STATE OF NEW JERSEY, PLAINTIFF-RESPONDENT,
v.
DONALD ROOSEVELT MCCALIP, JR., DEFENDANT-APPELLANT.



On appeal from the Superior Court of New Jersey, Law Division, Monmouth County, Indictment No. 08-10-2385.

Per curiam.

RECORD IMPOUNDED

NOT FOR PUBLICATION WITHOUT THE APPROVAL OF THE APPELLATE DIVISION

Submitted December 1, 2010

Before Judges Gilroy and Nugent.

Defendant appeals from the June 12, 2009 order that denied his motion seeking to reverse the Monmouth County Prosecutor's decision rejecting his application for admission into the County's pretrial intervention (PTI) program. We affirm.

A Monmouth County Grand Jury charged defendant with second-degree endangering the welfare of a child (distribution of child pornography), N.J.S.A. 2C:24-4b(5)(a) (count one), and fourth-degree endangering the welfare of a child (possession of child pornography) N.J.S.A. 2C:24-4b(5)(b) (count two).
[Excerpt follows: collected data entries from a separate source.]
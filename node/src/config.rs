use anyhow::{Context, Result};
use config::{Config, Environment, File as ConfigFile};
use serde::{Deserialize, Serialize};
use std::fmt;
use std::path::{Path, PathBuf};

const DEFAULT_CONFIG_PATH: &str = "config/node.toml";

#[derive(Debug, Clone, Copy, PartialEq, Eq, Serialize, Deserialize, clap::ValueEnum)]
#[serde(rename_all = "lowercase")]
pub enum StorageKind {
    Memory,
    Sled,
}

impl fmt::Display for StorageKind {
    fn fmt(&self, f: &mut fmt::Formatter<'_>) -> fmt::Result {
        let value = match self {
            StorageKind::Memory => "memory",
            StorageKind::Sled => "sled",
        };
        f.write_str(value)
    }
}

#[derive(Debug, Clone, PartialEq, Eq, Serialize, Deserialize)]
pub struct NodeConfig {
    pub log_level: String,
    pub log_format: String,
    pub data_dir: PathBuf,
    pub storage: StorageKind,
    pub genesis_path: Option<PathBuf>,
    /// Spacing between simulated block timestamps.
    pub block_interval_ms: u64,
    /// Number of blocks `run` produces.
    pub blocks: u64,
    pub metrics_enabled: bool,
}

impl Default for NodeConfig {
    fn default() -> Self {
        Self {
            log_level: "info".to_string(),
            log_format: "pretty".to_string(),
            data_dir: PathBuf::from("./data"),
            storage: StorageKind::Memory,
            genesis_path: None,
            block_interval_ms: 5_000,
            blocks: 10,
            metrics_enabled: false,
        }
    }
}

/// Command-line values that win over file and environment.
#[derive(Debug, Clone, Default)]
pub struct Overrides {
    pub log_level: Option<String>,
    pub log_format: Option<String>,
    pub data_dir: Option<PathBuf>,
    pub storage: Option<StorageKind>,
    pub genesis_path: Option<PathBuf>,
    pub blocks: Option<u64>,
    pub metrics: bool,
}

impl NodeConfig {
    /// Layer defaults, the TOML file and `TOLLGATE_*` variables.
    ///
    /// An explicit `config_path` must exist; the default path is optional.
    pub fn load(config_path: Option<&Path>) -> Result<Self> {
        let resolved = match config_path {
            Some(path) => {
                if !path.exists() {
                    anyhow::bail!(
                        "Configuration file {} not found (specified via --config)",
                        path.display()
                    );
                }
                Some(path.to_path_buf())
            }
            None => {
                let path = PathBuf::from(DEFAULT_CONFIG_PATH);
                path.exists().then_some(path)
            }
        };

        let defaults = NodeConfig::default();
        let mut builder = Config::builder()
            .set_default("log_level", defaults.log_level)?
            .set_default("log_format", defaults.log_format)?
            .set_default("data_dir", defaults.data_dir.display().to_string())?
            .set_default("storage", defaults.storage.to_string())?
            .set_default("block_interval_ms", defaults.block_interval_ms)?
            .set_default("blocks", defaults.blocks)?
            .set_default("metrics_enabled", defaults.metrics_enabled)?;

        if let Some(path) = &resolved {
            builder = builder.add_source(ConfigFile::from(path.as_path()));
        }
        builder = builder.add_source(Environment::with_prefix("TOLLGATE").try_parsing(true));

        let config: NodeConfig = builder
            .build()?
            .try_deserialize()
            .context("invalid node configuration")?;
        Ok(config)
    }

    pub fn apply_overrides(&mut self, overrides: Overrides) {
        if let Some(level) = overrides.log_level {
            self.log_level = level;
        }
        if let Some(format) = overrides.log_format {
            self.log_format = format;
        }
        if let Some(dir) = overrides.data_dir {
            self.data_dir = dir;
        }
        if let Some(storage) = overrides.storage {
            self.storage = storage;
        }
        if let Some(path) = overrides.genesis_path {
            self.genesis_path = Some(path);
        }
        if let Some(blocks) = overrides.blocks {
            self.blocks = blocks;
        }
        if overrides.metrics {
            self.metrics_enabled = true;
        }
    }

    pub fn validate(&self) -> Result<()> {
        if !matches!(self.log_format.as_str(), "pretty" | "json") {
            anyhow::bail!("log_format must be \"pretty\" or \"json\", got {:?}", self.log_format);
        }
        if self.block_interval_ms == 0 {
            anyhow::bail!("block_interval_ms must be positive");
        }
        Ok(())
    }

    pub fn state_dir(&self) -> PathBuf {
        self.data_dir.join("state")
    }
}

#[cfg(test)]
mod tests {
    use super::*;
    use std::io::Write;

    #[test]
    fn file_values_override_defaults() {
        let mut file = tempfile::Builder::new().suffix(".toml").tempfile().unwrap();
        writeln!(
            file,
            "log_level = \"debug\"\nstorage = \"sled\"\nblocks = 3\ngenesis_path = \"g.json\""
        )
        .unwrap();

        let config = NodeConfig::load(Some(file.path())).unwrap();
        assert_eq!(config.log_level, "debug");
        assert_eq!(config.storage, StorageKind::Sled);
        assert_eq!(config.blocks, 3);
        assert_eq!(config.genesis_path, Some(PathBuf::from("g.json")));
        assert_eq!(config.block_interval_ms, 5_000);
    }

    #[test]
    fn explicit_missing_file_is_an_error() {
        let err = NodeConfig::load(Some(Path::new("/definitely/not/here.toml"))).unwrap_err();
        assert!(err.to_string().contains("not found"));
    }

    #[test]
    fn cli_overrides_win() {
        let mut config = NodeConfig::default();
        config.apply_overrides(Overrides {
            log_format: Some("json".into()),
            blocks: Some(42),
            metrics: true,
            ..Overrides::default()
        });
        assert_eq!(config.log_format, "json");
        assert_eq!(config.blocks, 42);
        assert!(config.metrics_enabled);
        config.validate().unwrap();
    }

    #[test]
    fn unknown_log_format_rejected() {
        let config = NodeConfig {
            log_format: "xml".into(),
            ..NodeConfig::default()
        };
        assert!(config.validate().is_err());
    }
}
//! Parameter store access and parameter-change proposals.

use crate::errors::{GovernanceError, Result};
use crate::proposal::{validate_text, ProposalContent};
use rust_decimal::Decimal;
use serde::de::DeserializeOwned;
use serde::{Deserialize, Serialize};
use tollgate_fees::params::{validate_maximum_fee, validate_minimum_fee, validate_percentage};
use tollgate_fees::FeeParams;
use tollgate_mint::params::{validate_inflation_rate, validate_max_accrual_seconds};
use tollgate_mint::MintParams;
use tollgate_storage::KvStore;
use tollgate_types::{validate_denom, CoinSet, Event, EventManager, EVENT_PARAM_CHANGE};
use tracing::info;

pub const FEE_SUBSPACE: &str = tollgate_fees::PARAMS_SUBSPACE;
pub const MINT_SUBSPACE: &str = tollgate_mint::PARAMS_SUBSPACE;

/// One `subspace/key = value` update. `value` is JSON text.
#[derive(Debug, Clone, PartialEq, Eq, Serialize, Deserialize)]
pub struct ParamChange {
    pub subspace: String,
    pub key: String,
    pub value: String,
}

#[derive(Debug, Clone, PartialEq, Eq, Serialize, Deserialize)]
pub struct ParamChangeProposal {
    pub title: String,
    pub description: String,
    pub changes: Vec<ParamChange>,
}

impl ProposalContent for ParamChangeProposal {
    fn title(&self) -> &str {
        &self.title
    }

    fn description(&self) -> &str {
        &self.description
    }

    fn proposal_type(&self) -> &'static str {
        "ParameterChange"
    }

    fn validate_basic(&self) -> Result<()> {
        validate_text(&self.title, &self.description)?;
        if self.changes.is_empty() {
            return Err(GovernanceError::InvalidProposal(
                "parameter change proposal has no changes".into(),
            ));
        }
        for change in &self.changes {
            if change.subspace.is_empty() || change.key.is_empty() {
                return Err(GovernanceError::InvalidProposal(
                    "parameter change needs a subspace and a key".into(),
                ));
            }
        }
        Ok(())
    }
}

impl ParamChangeProposal {
    /// Applies every change or none: all values are checked against a
    /// working copy before anything is written.
    pub fn apply<S: KvStore>(&self, keeper: &ParamsKeeper<S>, events: &mut EventManager) -> Result<()> {
        let mut fee = keeper.fee_params()?;
        let mut mint = keeper.mint_params()?;
        for change in &self.changes {
            match change.subspace.as_str() {
                FEE_SUBSPACE => update_fee_params(&mut fee, change)?,
                MINT_SUBSPACE => update_mint_params(&mut mint, change)?,
                other => return Err(GovernanceError::UnknownSubspace(other.to_string())),
            }
        }
        keeper.set_fee_params(&fee)?;
        keeper.set_mint_params(&mint)?;

        for change in &self.changes {
            events.emit(
                Event::new(EVENT_PARAM_CHANGE)
                    .with_attribute("subspace", &change.subspace)
                    .with_attribute("key", &change.key)
                    .with_attribute("value", &change.value),
            );
            info!(
                target: "governance",
                subspace = %change.subspace,
                key = %change.key,
                value = %change.value,
                "parameter changed"
            );
        }
        Ok(())
    }
}

fn parse_value<T: DeserializeOwned>(change: &ParamChange) -> Result<T> {
    serde_json::from_str(&change.value).map_err(|e| invalid(change, e))
}

fn invalid(change: &ParamChange, reason: impl ToString) -> GovernanceError {
    GovernanceError::InvalidParameterValue {
        subspace: change.subspace.clone(),
        key: change.key.clone(),
        reason: reason.to_string(),
    }
}

fn unknown(change: &ParamChange) -> GovernanceError {
    GovernanceError::UnknownParameter {
        subspace: change.subspace.clone(),
        key: change.key.clone(),
    }
}

fn update_fee_params(params: &mut FeeParams, change: &ParamChange) -> Result<()> {
    match change.key.as_str() {
        "fee_percentage" => {
            let rate: Decimal = parse_value(change)?;
            validate_percentage(&rate).map_err(|e| invalid(change, e))?;
            params.fee_percentage = rate;
        }
        "minimum_fee" => {
            let fee: CoinSet = parse_value(change)?;
            validate_minimum_fee(&fee, &params.base_denom).map_err(|e| invalid(change, e))?;
            params.minimum_fee = fee;
        }
        "maximum_fee" => {
            let fee: CoinSet = parse_value(change)?;
            validate_maximum_fee(&fee, &params.base_denom).map_err(|e| invalid(change, e))?;
            params.maximum_fee = fee;
        }
        _ => return Err(unknown(change)),
    }
    Ok(())
}

fn update_mint_params(params: &mut MintParams, change: &ParamChange) -> Result<()> {
    match change.key.as_str() {
        "mint_denom" => {
            let denom: String = parse_value(change)?;
            validate_denom(&denom).map_err(|e| invalid(change, e))?;
            params.mint_denom = denom;
        }
        "per_second_inflation_rate" => {
            let rate: Decimal = parse_value(change)?;
            validate_inflation_rate(&rate).map_err(|e| invalid(change, e))?;
            params.per_second_inflation_rate = rate;
        }
        "max_accrual_seconds" => {
            let seconds: u64 = parse_value(change)?;
            validate_max_accrual_seconds(seconds).map_err(|e| invalid(change, e))?;
            params.max_accrual_seconds = seconds;
        }
        _ => return Err(unknown(change)),
    }
    Ok(())
}

/// Typed access to the `0x20` parameter key range.
pub struct ParamsKeeper<S> {
    store: S,
}

impl<S: KvStore> ParamsKeeper<S> {
    pub fn new(store: S) -> Self {
        Self { store }
    }

    pub fn fee_params(&self) -> Result<FeeParams> {
        FeeParams::load(&self.store)?.ok_or(GovernanceError::MissingParams(FEE_SUBSPACE))
    }

    pub fn set_fee_params(&self, params: &FeeParams) -> Result<()> {
        params.validate()?;
        params.save(&self.store)?;
        Ok(())
    }

    pub fn mint_params(&self) -> Result<MintParams> {
        MintParams::load(&self.store)?.ok_or(GovernanceError::MissingParams(MINT_SUBSPACE))
    }

    pub fn set_mint_params(&self, params: &MintParams) -> Result<()> {
        params.validate()?;
        params.save(&self.store)?;
        Ok(())
    }
}

#[cfg(test)]
mod tests {
    use super::*;
    use tollgate_storage::MemoryStore;

    fn seeded() -> MemoryStore {
        let store = MemoryStore::new();
        let keeper = ParamsKeeper::new(&store);
        keeper.set_fee_params(&FeeParams::default()).unwrap();
        keeper.set_mint_params(&MintParams::default()).unwrap();
        store
    }

    fn proposal(changes: &[(&str, &str, &str)]) -> ParamChangeProposal {
        ParamChangeProposal {
            title: "Tune economics".into(),
            description: "Adjust parameters".into(),
            changes: changes
                .iter()
                .map(|(s, k, v)| ParamChange {
                    subspace: s.to_string(),
                    key: k.to_string(),
                    value: v.to_string(),
                })
                .collect(),
        }
    }

    #[test]
    fn fee_percentage_change_applies() {
        let store = seeded();
        let keeper = ParamsKeeper::new(&store);
        let mut events = EventManager::new();
        proposal(&[("fee", "fee_percentage", "\"0.01\"")])
            .apply(&keeper, &mut events)
            .unwrap();
        assert_eq!(keeper.fee_params().unwrap().fee_percentage, Decimal::new(1, 2));
        assert_eq!(events.events()[0].attribute("key"), Some("fee_percentage"));
    }

    #[test]
    fn out_of_range_percentage_rejected() {
        let store = seeded();
        let keeper = ParamsKeeper::new(&store);
        let err = proposal(&[("fee", "fee_percentage", "\"1.5\"")])
            .apply(&keeper, &mut EventManager::new())
            .unwrap_err();
        assert!(matches!(err, GovernanceError::InvalidParameterValue { .. }));
    }

    #[test]
    fn minimum_fee_must_carry_base_denom() {
        let store = seeded();
        let keeper = ParamsKeeper::new(&store);
        let err = proposal(&[("fee", "minimum_fee", r#"[{"denom":"uatom","amount":"5"}]"#)])
            .apply(&keeper, &mut EventManager::new())
            .unwrap_err();
        assert!(matches!(err, GovernanceError::InvalidParameterValue { .. }));

        proposal(&[("fee", "maximum_fee", r#"[{"denom":"utoll","amount":"5000"}]"#)])
            .apply(&keeper, &mut EventManager::new())
            .unwrap();
        assert_eq!(
            keeper.fee_params().unwrap().maximum_fee.to_string(),
            "5000utoll"
        );
    }

    #[test]
    fn failing_change_leaves_earlier_changes_unwritten() {
        let store = seeded();
        let keeper = ParamsKeeper::new(&store);
        let err = proposal(&[
            ("mint", "max_accrual_seconds", "60"),
            ("mint", "per_second_inflation_rate", "\"-1\""),
        ])
        .apply(&keeper, &mut EventManager::new())
        .unwrap_err();
        assert!(matches!(err, GovernanceError::InvalidParameterValue { .. }));
        assert_eq!(
            keeper.mint_params().unwrap().max_accrual_seconds,
            tollgate_mint::DEFAULT_MAX_ACCRUAL_SECONDS
        );
    }

    #[test]
    fn inflation_rate_of_one_rejected() {
        let store = seeded();
        let keeper = ParamsKeeper::new(&store);
        let err = proposal(&[("mint", "per_second_inflation_rate", "\"1\"")])
            .apply(&keeper, &mut EventManager::new())
            .unwrap_err();
        assert!(matches!(err, GovernanceError::InvalidParameterValue { .. }));
        assert_eq!(keeper.mint_params().unwrap(), MintParams::default());
    }

    #[test]
    fn unknown_subspace_and_key_rejected() {
        let store = seeded();
        let keeper = ParamsKeeper::new(&store);
        assert!(matches!(
            proposal(&[("staking", "bond_denom", "\"x\"")])
                .apply(&keeper, &mut EventManager::new()),
            Err(GovernanceError::UnknownSubspace(_))
        ));
        assert!(matches!(
            proposal(&[("fee", "base_denom", "\"uatom\"")])
                .apply(&keeper, &mut EventManager::new()),
            Err(GovernanceError::UnknownParameter { .. })
        ));
    }

    #[test]
    fn keeper_refuses_invalid_params() {
        let store = MemoryStore::new();
        let keeper = ParamsKeeper::new(&store);
        let bad = FeeParams {
            fee_percentage: Decimal::new(2, 0),
            ..FeeParams::default()
        };
        assert!(matches!(
            keeper.set_fee_params(&bad),
            Err(GovernanceError::FeeParams(_))
        ));
        assert!(matches!(
            keeper.fee_params(),
            Err(GovernanceError::MissingParams("fee"))
        ));
    }
}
On January 5, 2009, defendant pled guilty to count two of the indictment. In return for defendant's guilty plea, the State agreed to dismiss count one of the indictment and to recommend a sentence of probation conditioned on defendant undergoing a pre-sentence psychiatric examination by Dr. Howard Silverman and abiding by his recommendations. Additionally, the State did not object to defendant making an application for admission into PTI.

On a date not disclosed in the record, defendant applied for admission into PTI. On April 1, 2009, the prosecutor rejected defendant's application. Defendant appealed that rejection. On June 12, 2009 the trial court denied the appeal. On that same day, the trial court, sentenced defendant pursuant to the negotiated plea agreement to three years of probation. It is from the June 12, 2009 order that defendant appeals.

Defendant is a forty-nine year old first-time offender. On September 27, 2007, the police executed a search warrant of defendant's home. The police interviewed defendant, who admitted to possessing child pornography on his computer. On examination of the computer, the police discovered it contained sixteen images and ten videos depicting child pornography. In a statement to the police, defendant explained that his initial exposure to child pornography was accidental, but that his curiosity drove him thereafter to purposefully seek out child pornography because it sexually aroused him.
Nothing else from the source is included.